What you will do
The answer must consist of every record below, reproduced exactly.

Supplied material
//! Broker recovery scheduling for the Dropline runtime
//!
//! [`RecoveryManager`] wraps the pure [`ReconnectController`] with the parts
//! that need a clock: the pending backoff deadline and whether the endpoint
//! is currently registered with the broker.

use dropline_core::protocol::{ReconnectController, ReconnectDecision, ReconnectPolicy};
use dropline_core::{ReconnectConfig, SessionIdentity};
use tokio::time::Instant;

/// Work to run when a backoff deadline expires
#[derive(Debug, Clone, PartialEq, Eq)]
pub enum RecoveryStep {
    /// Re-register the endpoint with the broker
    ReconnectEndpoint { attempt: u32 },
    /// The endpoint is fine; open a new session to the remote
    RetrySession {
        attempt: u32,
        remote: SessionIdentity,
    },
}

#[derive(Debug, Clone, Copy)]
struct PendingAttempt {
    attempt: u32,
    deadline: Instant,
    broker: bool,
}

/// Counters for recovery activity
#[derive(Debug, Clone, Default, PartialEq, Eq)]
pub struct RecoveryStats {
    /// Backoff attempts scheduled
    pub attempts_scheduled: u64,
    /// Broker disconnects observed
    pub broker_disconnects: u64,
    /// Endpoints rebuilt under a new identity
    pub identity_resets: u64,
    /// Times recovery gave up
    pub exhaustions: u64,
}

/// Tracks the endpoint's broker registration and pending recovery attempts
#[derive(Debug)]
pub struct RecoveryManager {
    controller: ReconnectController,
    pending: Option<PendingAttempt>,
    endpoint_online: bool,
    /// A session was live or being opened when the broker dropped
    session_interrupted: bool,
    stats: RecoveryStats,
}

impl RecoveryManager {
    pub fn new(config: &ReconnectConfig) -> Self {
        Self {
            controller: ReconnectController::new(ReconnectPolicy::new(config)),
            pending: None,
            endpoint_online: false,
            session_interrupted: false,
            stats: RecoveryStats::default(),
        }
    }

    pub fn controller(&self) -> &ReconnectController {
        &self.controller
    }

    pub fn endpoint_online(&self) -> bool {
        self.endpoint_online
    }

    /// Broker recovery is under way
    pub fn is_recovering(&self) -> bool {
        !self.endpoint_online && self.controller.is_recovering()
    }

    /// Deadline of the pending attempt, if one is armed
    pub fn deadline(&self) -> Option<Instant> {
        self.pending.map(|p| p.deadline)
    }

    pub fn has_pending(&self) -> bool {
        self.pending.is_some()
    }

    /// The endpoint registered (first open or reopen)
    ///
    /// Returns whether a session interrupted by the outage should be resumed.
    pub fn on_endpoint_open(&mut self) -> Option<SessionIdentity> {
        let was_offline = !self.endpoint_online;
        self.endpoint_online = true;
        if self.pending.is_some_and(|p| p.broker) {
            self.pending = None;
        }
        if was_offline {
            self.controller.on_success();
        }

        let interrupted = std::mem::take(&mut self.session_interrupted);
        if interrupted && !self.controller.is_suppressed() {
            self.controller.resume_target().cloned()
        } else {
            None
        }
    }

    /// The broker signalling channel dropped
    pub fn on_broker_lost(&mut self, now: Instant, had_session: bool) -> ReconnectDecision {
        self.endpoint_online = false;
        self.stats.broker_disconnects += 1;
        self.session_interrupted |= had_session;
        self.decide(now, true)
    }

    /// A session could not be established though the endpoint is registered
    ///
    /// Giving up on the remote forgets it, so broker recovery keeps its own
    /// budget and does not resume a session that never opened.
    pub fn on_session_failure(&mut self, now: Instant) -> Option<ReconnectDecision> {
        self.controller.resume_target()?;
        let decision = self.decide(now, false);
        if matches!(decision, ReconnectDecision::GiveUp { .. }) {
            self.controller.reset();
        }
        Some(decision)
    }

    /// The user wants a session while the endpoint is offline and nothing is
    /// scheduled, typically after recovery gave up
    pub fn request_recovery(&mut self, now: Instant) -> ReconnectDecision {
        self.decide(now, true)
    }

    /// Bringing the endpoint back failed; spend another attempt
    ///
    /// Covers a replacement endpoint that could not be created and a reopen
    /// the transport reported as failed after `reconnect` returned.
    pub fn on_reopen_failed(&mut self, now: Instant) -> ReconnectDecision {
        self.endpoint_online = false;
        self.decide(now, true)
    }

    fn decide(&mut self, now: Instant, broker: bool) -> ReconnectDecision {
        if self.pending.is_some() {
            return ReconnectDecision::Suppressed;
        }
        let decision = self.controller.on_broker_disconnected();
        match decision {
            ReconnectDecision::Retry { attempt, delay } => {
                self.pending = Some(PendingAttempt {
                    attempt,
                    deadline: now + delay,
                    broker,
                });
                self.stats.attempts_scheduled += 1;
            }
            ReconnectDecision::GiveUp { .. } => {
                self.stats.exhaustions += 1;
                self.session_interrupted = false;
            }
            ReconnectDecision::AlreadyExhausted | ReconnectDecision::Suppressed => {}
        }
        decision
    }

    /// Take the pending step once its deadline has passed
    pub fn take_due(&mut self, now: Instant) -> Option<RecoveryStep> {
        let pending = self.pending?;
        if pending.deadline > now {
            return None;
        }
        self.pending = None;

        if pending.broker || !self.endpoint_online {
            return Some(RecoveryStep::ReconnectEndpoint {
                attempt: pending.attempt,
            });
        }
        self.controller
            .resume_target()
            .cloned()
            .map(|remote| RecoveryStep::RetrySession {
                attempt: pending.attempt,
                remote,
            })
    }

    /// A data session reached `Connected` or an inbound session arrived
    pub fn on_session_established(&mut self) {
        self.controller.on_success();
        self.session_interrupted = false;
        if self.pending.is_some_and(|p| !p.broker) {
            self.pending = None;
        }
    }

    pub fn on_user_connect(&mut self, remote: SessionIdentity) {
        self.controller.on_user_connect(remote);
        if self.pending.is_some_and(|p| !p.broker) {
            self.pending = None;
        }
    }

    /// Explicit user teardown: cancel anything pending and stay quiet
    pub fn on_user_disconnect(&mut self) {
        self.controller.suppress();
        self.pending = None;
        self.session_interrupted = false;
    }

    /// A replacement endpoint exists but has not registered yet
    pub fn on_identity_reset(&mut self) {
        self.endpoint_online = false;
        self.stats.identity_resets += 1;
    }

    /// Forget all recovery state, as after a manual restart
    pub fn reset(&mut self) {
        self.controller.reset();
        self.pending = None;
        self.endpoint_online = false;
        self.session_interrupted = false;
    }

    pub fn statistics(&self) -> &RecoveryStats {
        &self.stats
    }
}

Result of the task
//! Broker recovery scheduling for the Dropline runtime
//!
//! [`RecoveryManager`] wraps the pure [`ReconnectController`] with the parts
//! that need a clock: the pending backoff deadline and whether the endpoint
//! is currently registered with the broker.

use dropline_core::protocol::{ReconnectController, ReconnectDecision, ReconnectPolicy};
use dropline_core::{ReconnectConfig, SessionIdentity};
use tokio::time::Instant;

/// Work to run when a backoff deadline expires
#[derive(Debug, Clone, PartialEq, Eq)]
pub enum RecoveryStep {
    /// Re-register the endpoint with the broker
    ReconnectEndpoint { attempt: u32 },
    /// The endpoint is fine; open a new session to the remote
    RetrySession {
        attempt: u32,
        remote: SessionIdentity,
    },
}

#[derive(Debug, Clone, Copy)]
struct PendingAttempt {
    attempt: u32,
    deadline: Instant,
    broker: bool,
}

/// Counters for recovery activity
#[derive(Debug, Clone, Default, PartialEq, Eq)]
pub struct RecoveryStats {
    /// Backoff attempts scheduled
    pub attempts_scheduled: u64,
    /// Broker disconnects observed
    pub broker_disconnects: u64,
    /// Endpoints rebuilt under a new identity
    pub identity_resets: u64,
    /// Times recovery gave up
    pub exhaustions: u64,
}

/// Tracks the endpoint's broker registration and pending recovery attempts
#[derive(Debug)]
pub struct RecoveryManager {
    controller: ReconnectController,
    pending: Option<PendingAttempt>,
    endpoint_online: bool,
    /// A session was live or being opened when the broker dropped
    session_interrupted: bool,
    stats: RecoveryStats,
}

impl RecoveryManager {
    pub fn new(config: &ReconnectConfig) -> Self {
        Self {
            controller: ReconnectController::new(ReconnectPolicy::new(config)),
            pending: None,
            endpoint_online: false,
            session_interrupted: false,
            stats: RecoveryStats::default(),
        }
    }

    pub fn controller(&self) -> &ReconnectController {
        &self.controller
    }

    pub fn endpoint_online(&self) -> bool {
        self.endpoint_online
    }

    /// Broker recovery is under way
    pub fn is_recovering(&self) -> bool {
        !self.endpoint_online && self.controller.is_recovering()
    }

    /// Deadline of the pending attempt, if one is armed
    pub fn deadline(&self) -> Option<Instant> {
        self.pending.map(|p| p.deadline)
    }

    pub fn has_pending(&self) -> bool {
        self.pending.is_some()
    }

    /// The endpoint registered (first open or reopen)
    ///
    /// Returns whether a session interrupted by the outage should be resumed.
    pub fn on_endpoint_open(&mut self) -> Option<SessionIdentity> {
        let was_offline = !self.endpoint_online;
        self.endpoint_online = true;
        if self.pending.is_some_and(|p| p.broker) {
            self.pending = None;
        }
        if was_offline {
            self.controller.on_success();
        }

        let interrupted = std::mem::take(&mut self.session_interrupted);
        if interrupted && !self.controller.is_suppressed() {
            self.controller.resume_target().cloned()
        } else {
            None
        }
    }

    /// The broker signalling channel dropped
    pub fn on_broker_lost(&mut self, now: Instant, had_session: bool) -> ReconnectDecision {
        self.endpoint_online = false;
        self.stats.broker_disconnects += 1;
        self.session_interrupted |= had_session;
        self.decide(now, true)
    }

    /// A session could not be established though the endpoint is registered
    ///
    /// Giving up on the remote forgets it, so broker recovery keeps its own
    /// budget and does not resume a session that never opened.
    pub fn on_session_failure(&mut self, now: Instant) -> Option<ReconnectDecision> {
        self.controller.resume_target()?;
        let decision = self.decide(now, false);
        if matches!(decision, ReconnectDecision::GiveUp { .. }) {
            self.controller.reset();
        }
        Some(decision)
    }

    /// The user wants a session while the endpoint is offline and nothing is
    /// scheduled, typically after recovery gave up
    pub fn request_recovery(&mut self, now: Instant) -> ReconnectDecision {
        self.decide(now, true)
    }

    /// Bringing the endpoint back failed; spend another attempt
    ///
    /// Covers a replacement endpoint that could not be created and a reopen
    /// the transport reported as failed after `reconnect` returned.
    pub fn on_reopen_failed(&mut self, now: Instant) -> ReconnectDecision {
        self.endpoint_online = false;
        self.decide(now, true)
    }

    fn decide(&mut self, now: Instant, broker: bool) -> ReconnectDecision {
        if self.pending.is_some() {
            return ReconnectDecision::Suppressed;
        }
        let decision = self.controller.on_broker_disconnected();
        match decision {
            ReconnectDecision::Retry { attempt, delay } => {
                self.pending = Some(PendingAttempt {
                    attempt,
                    deadline: now + delay,
                    broker,
                });
                self.stats.attempts_scheduled += 1;
            }
            ReconnectDecision::GiveUp { .. } => {
                self.stats.exhaustions += 1;
                self.session_interrupted = false;
            }
            ReconnectDecision::AlreadyExhausted | ReconnectDecision::Suppressed => {}
        }
        decision
    }

    /// Take the pending step once its deadline has passed
    pub fn take_due(&mut self, now: Instant) -> Option<RecoveryStep> {
        let pending = self.pending?;
        if pending.deadline > now {
            return None;
        }
        self.pending = None;

        if pending.broker || !self.endpoint_online {
            return Some(RecoveryStep::ReconnectEndpoint {
                attempt: pending.attempt,
            });
        }
        self.controller
            .resume_target()
            .cloned()
            .map(|remote| RecoveryStep::RetrySession {
                attempt: pending.attempt,
                remote,
            })
    }

    /// A data session reached `Connected` or an inbound session arrived
    pub fn on_session_established(&mut self) {
        self.controller.on_success();
        self.session_interrupted = false;
        if self.pending.is_some_and(|p| !p.broker) {
            self.pending = None;
        }
    }

    pub fn on_user_connect(&mut self, remote: SessionIdentity) {
        self.controller.on_user_connect(remote);
        if self.pending.is_some_and(|p| !p.broker) {
            self.pending = None;
        }
    }

    /// Explicit user teardown: cancel anything pending and stay quiet
    pub fn on_user_disconnect(&mut self) {
        self.controller.suppress();
        self.pending = None;
        self.session_interrupted = false;
    }

    /// A replacement endpoint exists but has not registered yet
    pub fn on_identity_reset(&mut self) {
        self.endpoint_online = false;
        self.stats.identity_resets += 1;
    }

    /// Forget all recovery state, as after a manual restart
    pub fn reset(&mut self) {
        self.controller.reset();
        self.pending = None;
        self.endpoint_online = false;
        self.session_interrupted = false;
    }

    pub fn statistics(&self) -> &RecoveryStats {
        &self.stats
    }
}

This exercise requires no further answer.